CHICAGO — Nolan Patrick is a Flyer.

For only the second time in team history since the NHL draft has been conducted, the Flyers held the No. 2 overall pick.

And Friday night at United Center, the Flyers used that pick to select Patrick, a 6-foot-3, 198-pound Canadian forward, who played in Brandon this past season.

The 18-year-old centerman is considered NHL-ready, though he is not a lock to play for the Flyers this season. He will be given every reasonable chance to make the roster, according to general manager Ron Hextall.

The Flyers weren't certain Patrick would be their pick until New Jersey selected Swiss forward Nico Hischier, who played in Halifax, with the No. 1 pick.

"They're both two-way players," Hextall said this week. "They both make plays. They can both score goals. They both compete hard. Both should be top NHL players. Patrick's a little bit more looks for the right play and makes the play."

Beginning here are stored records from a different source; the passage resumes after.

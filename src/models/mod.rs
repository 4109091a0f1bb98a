mod question;

pub use question::{Question, QuestionSet, QuestionSetError, QuizOption};

#[cfg(test)]
pub(crate) use question::fixtures;
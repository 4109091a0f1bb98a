//! Mutable progress of a single quiz attempt.

use std::collections::BTreeMap;

/// Where the attempt currently is.
#[derive(Debug, Clone, Copy, PartialEq, Eq)]
pub enum Phase {
    /// Picking an option for the current question; nothing locked in yet.
    Answering,
    /// Answer locked in and recorded, correctness is shown.
    Reviewing,
    /// Advanced past the last question.
    Finished,
}

#[derive(Debug, Clone, Default, PartialEq, Eq)]
pub struct QuizSession {
    pub(crate) current_index: usize,
    pub(crate) selected_answer: Option<String>,
    pub(crate) submitted: bool,
    /// Question id to chosen option id, one entry per submitted question.
    pub(crate) answers: BTreeMap<u32, String>,
    pub(crate) finished: bool,
}

impl QuizSession {
    pub fn new() -> Self {
        Self::default()
    }

    pub fn phase(&self) -> Phase {
        if self.finished {
            Phase::Finished
        } else if self.submitted {
            Phase::Reviewing
        } else {
            Phase::Answering
        }
    }

    pub fn current_index(&self) -> usize {
        self.current_index
    }

    pub fn selected_answer(&self) -> Option<&str> {
        self.selected_answer.as_deref()
    }

    pub fn is_submitted(&self) -> bool {
        self.submitted
    }

    pub fn is_finished(&self) -> bool {
        self.finished
    }

    pub fn answers(&self) -> &BTreeMap<u32, String> {
        &self.answers
    }

    pub fn answer_for(&self, question_id: u32) -> Option<&str> {
        self.answers.get(&question_id).map(String::as_str)
    }

    /// Back to question 0 with nothing answered.
    pub fn reset(&mut self) {
        *self = Self::default();
    }
}
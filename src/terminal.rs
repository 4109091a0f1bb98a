//! Alternate-screen and raw-mode handling for the quiz's terminal session.

use std::io::{self, Stdout};
use std::panic;

use crossterm::{
    ExecutableCommand,
    cursor::{Hide, Show},
    terminal::{EnterAlternateScreen, LeaveAlternateScreen, disable_raw_mode, enable_raw_mode},
};
use ratatui::{Terminal, backend::CrosstermBackend};

pub type QuizTerminal = Terminal<CrosstermBackend<Stdout>>;

pub fn init() -> io::Result<QuizTerminal> {
    install_panic_hook();
    enable_raw_mode()?;

    // Raw mode is on from here; any failure must switch it back off.
    let terminal = undo_on_error(enter_screen, || {
        let _ = restore();
    })?;
    tracing::debug!("terminal switched to alternate screen");
    Ok(terminal)
}

pub fn restore() -> io::Result<()> {
    disable_raw_mode()?;
    io::stdout().execute(LeaveAlternateScreen)?.execute(Show)?;
    tracing::debug!("terminal restored");
    Ok(())
}

fn enter_screen() -> io::Result<QuizTerminal> {
    io::stdout().execute(EnterAlternateScreen)?.execute(Hide)?;
    Terminal::new(CrosstermBackend::new(io::stdout()))
}

/// Run `setup`; if it fails, run `undo` before handing the error back.
fn undo_on_error<T>(
    setup: impl FnOnce() -> io::Result<T>,
    undo: impl FnOnce(),
) -> io::Result<T> {
    setup().inspect_err(|_| undo())
}

/// Leave the alternate screen before the panic message is printed, so it stays readable.
fn install_panic_hook() {
    let previous = panic::take_hook();
    panic::set_hook(Box::new(move |info| {
        let _ = restore();
        previous(info);
    }));
}
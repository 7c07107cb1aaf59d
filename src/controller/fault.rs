//! Fault injection for crash-recovery testing
//!
//! Only compiled for tests or with the `fault-injection` feature.

use rand::Rng;
use std::sync::atomic::{AtomicU64, Ordering};

/// Environment variable that arms [`CrashAfterCheckpoint`] with p = 0.5
pub const CRASH_ENV: &str = "A3S_SERVE_INTENTIONALLY_CRASH";

/// Decides whether the controller dies right after persisting a checkpoint
pub trait FaultPolicy: Send + Sync {
    /// Called after the checkpoint for mutation `seq` was written
    fn crash_after_checkpoint(&self, seq: u64) -> bool;
}

/// Crash with a fixed probability after each checkpoint
#[derive(Debug, Clone)]
pub struct CrashAfterCheckpoint {
    probability: f64,
}

impl CrashAfterCheckpoint {
    pub fn new(probability: f64) -> Self {
        Self {
            probability: probability.clamp(0.0, 1.0),
        }
    }

    /// Armed from the environment, if the variable is set
    pub fn from_env() -> Option<Self> {
        std::env::var_os(CRASH_ENV).map(|_| Self::new(0.5))
    }
}

impl FaultPolicy for CrashAfterCheckpoint {
    fn crash_after_checkpoint(&self, _seq: u64) -> bool {
        rand::thread_rng().gen::<f64>() < self.probability
    }
}

/// Crash exactly once, after the checkpoint of the given mutation
#[derive(Debug)]
pub struct CrashAtSeq {
    seq: AtomicU64,
}

impl CrashAtSeq {
    pub fn new(seq: u64) -> Self {
        Self {
            seq: AtomicU64::new(seq),
        }
    }
}

impl FaultPolicy for CrashAtSeq {
    fn crash_after_checkpoint(&self, seq: u64) -> bool {
        self.seq
            .compare_exchange(seq, u64::MAX, Ordering::SeqCst, Ordering::SeqCst)
            .is_ok()
    }
}

#[cfg(test)]
mod tests {
    use super::*;

    #[test]
    fn test_probability_bounds() {
        let never = CrashAfterCheckpoint::new(0.0);
        let always = CrashAfterCheckpoint::new(3.0);
        for seq in 0..100 {
            assert!(!never.crash_after_checkpoint(seq));
            assert!(always.crash_after_checkpoint(seq));
        }
    }

    #[test]
    fn test_crash_at_seq_fires_once() {
        let policy = CrashAtSeq::new(3);
        assert!(!policy.crash_after_checkpoint(1));
        assert!(!policy.crash_after_checkpoint(2));
        assert!(policy.crash_after_checkpoint(3));
        assert!(!policy.crash_after_checkpoint(3));
    }
}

Because of several injuries, Patrick was limited to just 33 games for Brandon in the Western Hockey League last season. He scored 20 goals with 46 points — half as many goals as he had the previous season when healthy.

His NHL lineage is strong. His father Steve Patrick played 250 games with Buffalo, while his uncle James Patrick played 1,280 NHL games with four clubs (more on that here).


Nolan was rated No. 1 overall by NHL Central Scouting in its final rankings this spring.

Given the noticeable upsurge with the Sixers, who traded for the No. 1 overall pick in this year's NBA draft, and the positive vibes the team has generated these past two weeks, the Flyers are under pressure to give fans an exciting product this fall at the Wells Fargo Center.

Can Patrick deliver?

"He has more than proven over the last three years that he is the real deal and will be an impact NHL player," Dan Marr, director of NHL Central Scouting, said. "The poise, the presence, the attention to detail, the way he processes and executes plays — everything has been far more precise, far more accurate and a lot quicker this season."

It's possible the Flyers could have an opening night NHL roster with as many as six rookies on it: Patrick, Oskar Lindblom, Sam Morin, Robert Hagg, Mike Vecchione and perhaps a rookie goaltender as a backup.

Six is a lot of rookies for the Flyers.

"Well, I don't quite see it like you do," Hextall said, admitting he would be "surprised" if that were the number. "In a perfect world, you have two, three rookies on your team every year.

"There's a certain excitement, a certain influx of youth, that they infect the team with. It's kind of what you want every year. If we put two, three rookies in the lineup every year, that's terrific. Six is a little much."